I’ve got an idea – name the hole that now exists

Ugh. I know. I probably shouldn’t be writing about Lance Armstrong now. Enough is enough. What I was really thinking about is all those folks that are now going to have to go over the record books with erasers, Wite-Out® and heavy black markers obliterating all occurrences of the name Lance Armstrong from the official record of winners. I think the ancient egyptians were good at erasing fallen pharos from the record too, so maybe we can take some cues from them.

But in our digital age, getting rid of records is a little trickier because any joker with a keyboard (say, like me) can write an article. And those articles will have undoubtedly used the name Lance, Armstrong or, if you’re not into that whole brevity thing, Lance Armstrong. But it becomes really awkward to just schwack his name from all the records. I mean, sentences wouldn’t even make sense.

For example: “…the federal investigation into seven time Tour de France winner Lance Armstrong has been closed with no charges filed…” just doesn’t work with his name redacted. “…the federal investigation into seven time Tour de France winner has been closed with no charges filed…”  See – that just doesn’t work, because, well, there now is no one that has ever won 7 Tour de France victories.

Or how about this: “Despite the evidence, Lance Armstrong continues to maintain that he never used performance enhancing drugs.” Take out his name and “Despite the evidence, continues to maintain that he never used performance enhancing drugs” just sounds like a court transcript where the court reporter got lazy.

So it occurred to me that we need some sort of a place holder we can use to replace his name, and fill the gramatical hole created by redacting his name from the record. Something to fill the gap – fill the space left by the absence of Armstrong’s name. Something to fill the hole left behind by Armstrong – the Armstrong hole. Hmmm… Something to fill the Armstrong hole.

Oh! The A-Hole!  That’s perfect!

So now, wherever we would have said “Seven time Tour de France Winner” or “Lance Armstrong” or “Lance” or “Armstrong,” we simply substitute “The A-Hole” and it all works:

“…the federal investigation into seven time Tour de France winner Lance Armstrong has been closed with no charges filed…
becomes…
“…the federal investigation into The A-Hole has been closed with no charges filed…

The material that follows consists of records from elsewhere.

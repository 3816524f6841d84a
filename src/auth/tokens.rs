//! Credential pair storage.
//!
//! Access and refresh credentials are opaque strings kept under fixed keys in
//! an injected storage backend. No validation happens here; the store only
//! guarantees that with a durable backend the pair survives a restart and
//! that `clear` removes both.

use std::sync::Arc;

use tracing::warn;

use crate::storage::{KeyValueStorage, MemoryStorage};

/// Storage key for the access credential
const ACCESS_TOKEN_KEY: &str = "patina_access_token";

/// Storage key for the refresh credential
const REFRESH_TOKEN_KEY: &str = "patina_refresh_token";

#[derive(Clone)]
pub struct TokenStore {
    storage: Arc<dyn KeyValueStorage>,
}

impl TokenStore {
    pub fn new(storage: Arc<dyn KeyValueStorage>) -> Self {
        Self { storage }
    }

    /// Ephemeral store for tests and anonymous-only runs.
    pub fn in_memory() -> Self {
        Self::new(Arc::new(MemoryStorage::new()))
    }

    /// Store a credential pair, as issued by login/signup. A missing refresh
    /// credential removes any stale one.
    pub fn set(&self, access: &str, refresh: Option<&str>) {
        self.write(ACCESS_TOKEN_KEY, Some(access));
        self.write(REFRESH_TOKEN_KEY, refresh);
    }

    /// Replace only the access credential, as issued by a refresh.
    pub fn set_access(&self, access: &str) {
        self.write(ACCESS_TOKEN_KEY, Some(access));
    }

    pub fn access(&self) -> Option<String> {
        self.read(ACCESS_TOKEN_KEY)
    }

    pub fn refresh(&self) -> Option<String> {
        self.read(REFRESH_TOKEN_KEY)
    }

    /// Remove both credentials.
    pub fn clear(&self) {
        self.write(ACCESS_TOKEN_KEY, None);
        self.write(REFRESH_TOKEN_KEY, None);
    }

    // A broken storage backend degrades to "no credential stored" rather
    // than failing the calling request.
    fn read(&self, key: &str) -> Option<String> {
        match self.storage.get(key) {
            Ok(value) => value,
            Err(e) => {
                warn!(key, error = %e, "Token storage read failed");
                None
            }
        }
    }

    fn write(&self, key: &str, value: Option<&str>) {
        let result = match value {
            Some(value) => self.storage.set(key, value),
            None => self.storage.remove(key),
        };
        if let Err(e) = result {
            warn!(key, error = %e, "Token storage write failed");
        }
    }
}
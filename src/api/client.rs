//! API client for the Patina backend.
//!
//! All outbound calls go through `ApiClient::request`, which attaches the
//! stored access credential and performs a single transparent
//! refresh-and-retry when an authenticated request comes back 401. Typed
//! wrappers for the auth and user endpoints sit on top.

use std::sync::Arc;

use anyhow::Result;
use reqwest::Method;
use serde::{de::DeserializeOwned, Deserialize, Serialize};
use serde_json::json;
use tracing::{debug, warn};

use crate::auth::TokenStore;
use crate::models::UserResponse;

use super::transport::{HttpTransport, Transport, WireRequest, WireResponse};
use super::ApiError;

/// Token pair returned by `POST /auth/login`.
#[derive(Debug, Clone, Deserialize)]
pub struct TokenPair {
    pub access_token: String,
    #[serde(default)]
    pub refresh_token: Option<String>,
}

#[derive(Debug, Deserialize)]
struct AccessTokenResponse {
    access_token: String,
}

#[derive(Debug, Serialize)]
struct CreateUserRequest<'a> {
    email: &'a str,
    username: &'a str,
    password: &'a str,
    role: &'a str,
}

/// API client. Clone is cheap - the transport and token store share their
/// interiors.
#[derive(Clone)]
pub struct ApiClient {
    transport: Arc<dyn Transport>,
    base_url: String,
    tokens: TokenStore,
    // Single-flight guard: at most one refresh call is in flight at a time.
    refresh_gate: Arc<tokio::sync::Mutex<()>>,
}

impl ApiClient {
    /// Create a client against the given backend with the production
    /// HTTP transport.
    pub fn new(base_url: &str, tokens: TokenStore) -> Result<Self> {
        Ok(Self::with_transport(
            base_url,
            tokens,
            Arc::new(HttpTransport::new()?),
        ))
    }

    /// Create a client with an injected transport.
    pub fn with_transport(base_url: &str, tokens: TokenStore, transport: Arc<dyn Transport>) -> Self {
        Self {
            transport,
            base_url: base_url.trim_end_matches('/').to_string(),
            tokens,
            refresh_gate: Arc::new(tokio::sync::Mutex::new(())),
        }
    }

    pub fn tokens(&self) -> &TokenStore {
        &self.tokens
    }

    async fn send(
        &self,
        method: Method,
        path: &str,
        body: Option<serde_json::Value>,
        bearer: Option<String>,
    ) -> Result<WireResponse, ApiError> {
        self.transport
            .send(WireRequest {
                method,
                url: format!("{}{}", self.base_url, path),
                bearer,
                body,
            })
            .await
    }

    /// Issue a request. Returns the parsed JSON body, or `None` for a 204.
    ///
    /// For authenticated requests a 401 triggers exactly one refresh-and-retry
    /// cycle; if that cycle cannot produce a fresh credential, or the retried
    /// request 401s again, stored credentials are cleared and the caller sees
    /// `ApiError::Unauthorized`.
    pub async fn request(
        &self,
        method: Method,
        path: &str,
        body: Option<serde_json::Value>,
        requires_auth: bool,
    ) -> Result<Option<serde_json::Value>, ApiError> {
        let sent_token = if requires_auth {
            self.tokens.access()
        } else {
            None
        };

        let response = self
            .send(method.clone(), path, body.clone(), sent_token.clone())
            .await?;

        if response.status.as_u16() == 401 && requires_auth {
            debug!(path, "Authenticated request rejected, attempting token refresh");
            let fresh = self.refresh_access_token(sent_token.as_deref()).await?;
            let retried = self.send(method, path, body, Some(fresh)).await?;
            if retried.status.as_u16() == 401 {
                warn!(path, "Retried request rejected with fresh token");
                self.tokens.clear();
                return Err(ApiError::Unauthorized);
            }
            return Self::into_payload(retried);
        }

        Self::into_payload(response)
    }

    fn into_payload(response: WireResponse) -> Result<Option<serde_json::Value>, ApiError> {
        let status = response.status.as_u16();
        if status == 204 {
            return Ok(None);
        }
        if !response.status.is_success() {
            return Err(ApiError::from_status(status, &response.reason, &response.body));
        }
        serde_json::from_str(&response.body)
            .map(Some)
            .map_err(|e| ApiError::InvalidResponse(format!("Failed to parse response body: {}", e)))
    }

    /// One-shot token refresh with a single-flight guard. Callers that queue
    /// behind an in-flight refresh pick up its result instead of refreshing
    /// again; two overlapping 401s produce one refresh call.
    async fn refresh_access_token(&self, stale: Option<&str>) -> Result<String, ApiError> {
        let _guard = self.refresh_gate.lock().await;

        // Another caller may have refreshed while we waited for the guard.
        if let Some(current) = self.tokens.access() {
            if stale != Some(current.as_str()) {
                return Ok(current);
            }
        }

        let Some(refresh) = self.tokens.refresh() else {
            debug!("No refresh credential stored");
            self.tokens.clear();
            return Err(ApiError::Unauthorized);
        };

        let outcome = self
            .send(Method::POST, "/auth/refresh", None, Some(refresh))
            .await;

        match outcome {
            Ok(response) if response.status.is_success() => {
                match serde_json::from_str::<AccessTokenResponse>(&response.body) {
                    Ok(parsed) => {
                        self.tokens.set_access(&parsed.access_token);
                        Ok(parsed.access_token)
                    }
                    Err(e) => {
                        warn!(error = %e, "Malformed refresh response");
                        self.tokens.clear();
                        Err(ApiError::Unauthorized)
                    }
                }
            }
            Ok(response) => {
                warn!(status = response.status.as_u16(), "Token refresh rejected");
                self.tokens.clear();
                Err(ApiError::Unauthorized)
            }
            Err(e) => {
                warn!(error = %e, "Token refresh failed");
                self.tokens.clear();
                Err(ApiError::Unauthorized)
            }
        }
    }

    // ===== Typed helpers =====

    pub async fn get<T: DeserializeOwned>(
        &self,
        path: &str,
        requires_auth: bool,
    ) -> Result<T, ApiError> {
        let payload = self.request(Method::GET, path, None, requires_auth).await?;
        Self::decode(path, payload)
    }

    pub async fn post<T: DeserializeOwned, B: Serialize>(
        &self,
        path: &str,
        body: &B,
        requires_auth: bool,
    ) -> Result<T, ApiError> {
        let body = serde_json::to_value(body)
            .map_err(|e| ApiError::InvalidResponse(format!("Failed to encode request body: {}", e)))?;
        let payload = self
            .request(Method::POST, path, Some(body), requires_auth)
            .await?;
        Self::decode(path, payload)
    }

    /// DELETE, tolerating both 204 and bodied 2xx responses.
    pub async fn delete(&self, path: &str, requires_auth: bool) -> Result<(), ApiError> {
        self.request(Method::DELETE, path, None, requires_auth)
            .await?;
        Ok(())
    }

    fn decode<T: DeserializeOwned>(
        path: &str,
        payload: Option<serde_json::Value>,
    ) -> Result<T, ApiError> {
        let value = payload.ok_or_else(|| {
            ApiError::InvalidResponse(format!("Expected a response body from {}", path))
        })?;
        serde_json::from_value(value).map_err(|e| {
            ApiError::InvalidResponse(format!("Failed to parse response from {}: {}", path, e))
        })
    }

    // ===== Auth & user endpoints =====

    pub async fn login(&self, username: &str, password: &str) -> Result<TokenPair, ApiError> {
        self.post(
            "/auth/login",
            &json!({ "username": username, "password": password }),
            false,
        )
        .await
    }

    pub async fn create_user(
        &self,
        email: &str,
        username: &str,
        password: &str,
    ) -> Result<UserResponse, ApiError> {
        self.post(
            "/users/",
            &CreateUserRequest {
                email,
                username,
                password,
                role: "user",
            },
            false,
        )
        .await
    }

    pub async fn me(&self) -> Result<UserResponse, ApiError> {
        self.get("/auth/me", true).await
    }

    pub async fn logout(&self) -> Result<(), ApiError> {
        self.delete("/auth/logout", true).await
    }

    pub async fn logout_refresh(&self) -> Result<(), ApiError> {
        self.delete("/auth/logout-refresh", true).await
    }

    pub async fn fetch_user(&self, id: &str) -> Result<UserResponse, ApiError> {
        self.get(&format!("/users/{}", id), true).await
    }

    pub async fn fetch_users(&self) -> Result<Vec<UserResponse>, ApiError> {
        self.get("/users/", true).await
    }
}

#[cfg(test)]
mod tests {
    use super::*;
    use crate::api::transport::scripted::ScriptedTransport;

    fn client_with(transport: Arc<ScriptedTransport>) -> ApiClient {
        ApiClient::with_transport("http://test", TokenStore::in_memory(), transport)
    }

    #[tokio::test]
    async fn test_bearer_attached_when_required() {
        let transport = Arc::new(ScriptedTransport::new());
        transport.push(200, r#"{"ok":true}"#);
        transport.push(200, r#"{"ok":true}"#);
        let client = client_with(transport.clone());
        client.tokens().set("tok-a", None);

        client
            .request(Method::GET, "/things", None, true)
            .await
            .unwrap();
        client
            .request(Method::GET, "/public", None, false)
            .await
            .unwrap();

        let requests = transport.requests();
        assert_eq!(requests[0].bearer.as_deref(), Some("tok-a"));
        assert_eq!(requests[1].bearer, None);
    }

    #[tokio::test]
    async fn test_204_resolves_to_no_value() {
        let transport = Arc::new(ScriptedTransport::new());
        transport.push(204, "");
        let client = client_with(transport);

        let payload = client
            .request(Method::DELETE, "/auth/logout", None, false)
            .await
            .unwrap();
        assert!(payload.is_none());
    }

    #[tokio::test]
    async fn test_refresh_and_retry_exactly_once() {
        let transport = Arc::new(ScriptedTransport::new());
        transport.push(401, "");
        transport.push(200, r#"{"access_token":"tok-new"}"#);
        transport.push(200, r#"{"value":42}"#);
        let client = client_with(transport.clone());
        client.tokens().set("tok-old", Some("refresh-1"));

        let payload = client
            .request(Method::GET, "/things", None, true)
            .await
            .unwrap()
            .unwrap();
        // Caller observes only the retried response, never the 401
        assert_eq!(payload["value"], 42);

        let requests = transport.requests();
        assert_eq!(requests.len(), 3);
        assert_eq!(requests[0].bearer.as_deref(), Some("tok-old"));
        assert_eq!(requests[1].url, "http://test/auth/refresh");
        assert_eq!(requests[1].bearer.as_deref(), Some("refresh-1"));
        assert_eq!(requests[2].bearer.as_deref(), Some("tok-new"));
        assert_eq!(client.tokens().access().as_deref(), Some("tok-new"));
    }

    #[tokio::test]
    async fn test_retried_401_clears_tokens() {
        let transport = Arc::new(ScriptedTransport::new());
        transport.push(401, "");
        transport.push(200, r#"{"access_token":"tok-new"}"#);
        transport.push(401, "");
        let client = client_with(transport);
        client.tokens().set("tok-old", Some("refresh-1"));

        let err = client
            .request(Method::GET, "/things", None, true)
            .await
            .unwrap_err();
        assert!(matches!(err, ApiError::Unauthorized));
        assert!(client.tokens().access().is_none());
        assert!(client.tokens().refresh().is_none());
    }

    #[tokio::test]
    async fn test_refresh_failure_clears_tokens() {
        let transport = Arc::new(ScriptedTransport::new());
        transport.push(401, "");
        transport.push(500, "refresh backend down");
        let client = client_with(transport);
        client.tokens().set("tok-old", Some("refresh-1"));

        let err = client
            .request(Method::GET, "/things", None, true)
            .await
            .unwrap_err();
        assert!(matches!(err, ApiError::Unauthorized));
        assert!(client.tokens().access().is_none());
        assert!(client.tokens().refresh().is_none());
    }

    #[tokio::test]
    async fn test_no_refresh_credential_clears_tokens() {
        let transport = Arc::new(ScriptedTransport::new());
        transport.push(401, "");
        let client = client_with(transport.clone());
        client.tokens().set("tok-old", None);

        let err = client
            .request(Method::GET, "/things", None, true)
            .await
            .unwrap_err();
        assert!(matches!(err, ApiError::Unauthorized));
        assert!(client.tokens().access().is_none());
        // No refresh call was even attempted
        assert_eq!(transport.requests().len(), 1);
    }

    #[tokio::test]
    async fn test_unauthenticated_request_never_refreshes() {
        let transport = Arc::new(ScriptedTransport::new());
        transport.push(401, "");
        let client = client_with(transport.clone());
        client.tokens().set("tok-a", Some("refresh-1"));

        let err = client
            .request(Method::POST, "/auth/login", None, false)
            .await
            .unwrap_err();
        assert!(matches!(err, ApiError::Unauthorized));
        // Login failure must not consume the stored credentials
        assert_eq!(client.tokens().access().as_deref(), Some("tok-a"));
        assert_eq!(transport.requests().len(), 1);
    }

    #[tokio::test]
    async fn test_late_arrival_reuses_refreshed_token() {
        // A caller whose 401 raced an already-completed refresh retries with
        // the fresh token instead of refreshing again: the scripted transport
        // would panic on an unexpected /auth/refresh call.
        let transport = Arc::new(ScriptedTransport::new());
        let client = client_with(transport);
        client.tokens().set("tok-new", Some("refresh-1"));

        let fresh = client
            .refresh_access_token(Some("tok-stale"))
            .await
            .unwrap();
        assert_eq!(fresh, "tok-new");
    }

    #[tokio::test]
    async fn test_error_body_surfaced() {
        let transport = Arc::new(ScriptedTransport::new());
        transport.push(422, r#"{"detail":[{"loc":["body","email"],"msg":"invalid email","type":"value_error"}]}"#);
        let client = client_with(transport);

        let err = client
            .request(Method::POST, "/users/", None, false)
            .await
            .unwrap_err();
        let details = err.validation_details();
        assert_eq!(details.len(), 1);
        assert_eq!(details[0].msg, "invalid email");
    }
}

Likewise, ”Despite the evidence, Lance Armstrong continues to maintain that he never used performance enhancing drugs.”
becomes…
“Despite the evidence, The A-Hole continues to maintain that he never used performance enhancing drugs.”

Nice thing is, this can become a handy twitter hash-tag too! In fact, I highly encourage anyone posting any tweet about The A-Hole to also include #theahole in the tweet, so that we can all easily find it without needing to type out the guys actual name.

Just a modest proposal.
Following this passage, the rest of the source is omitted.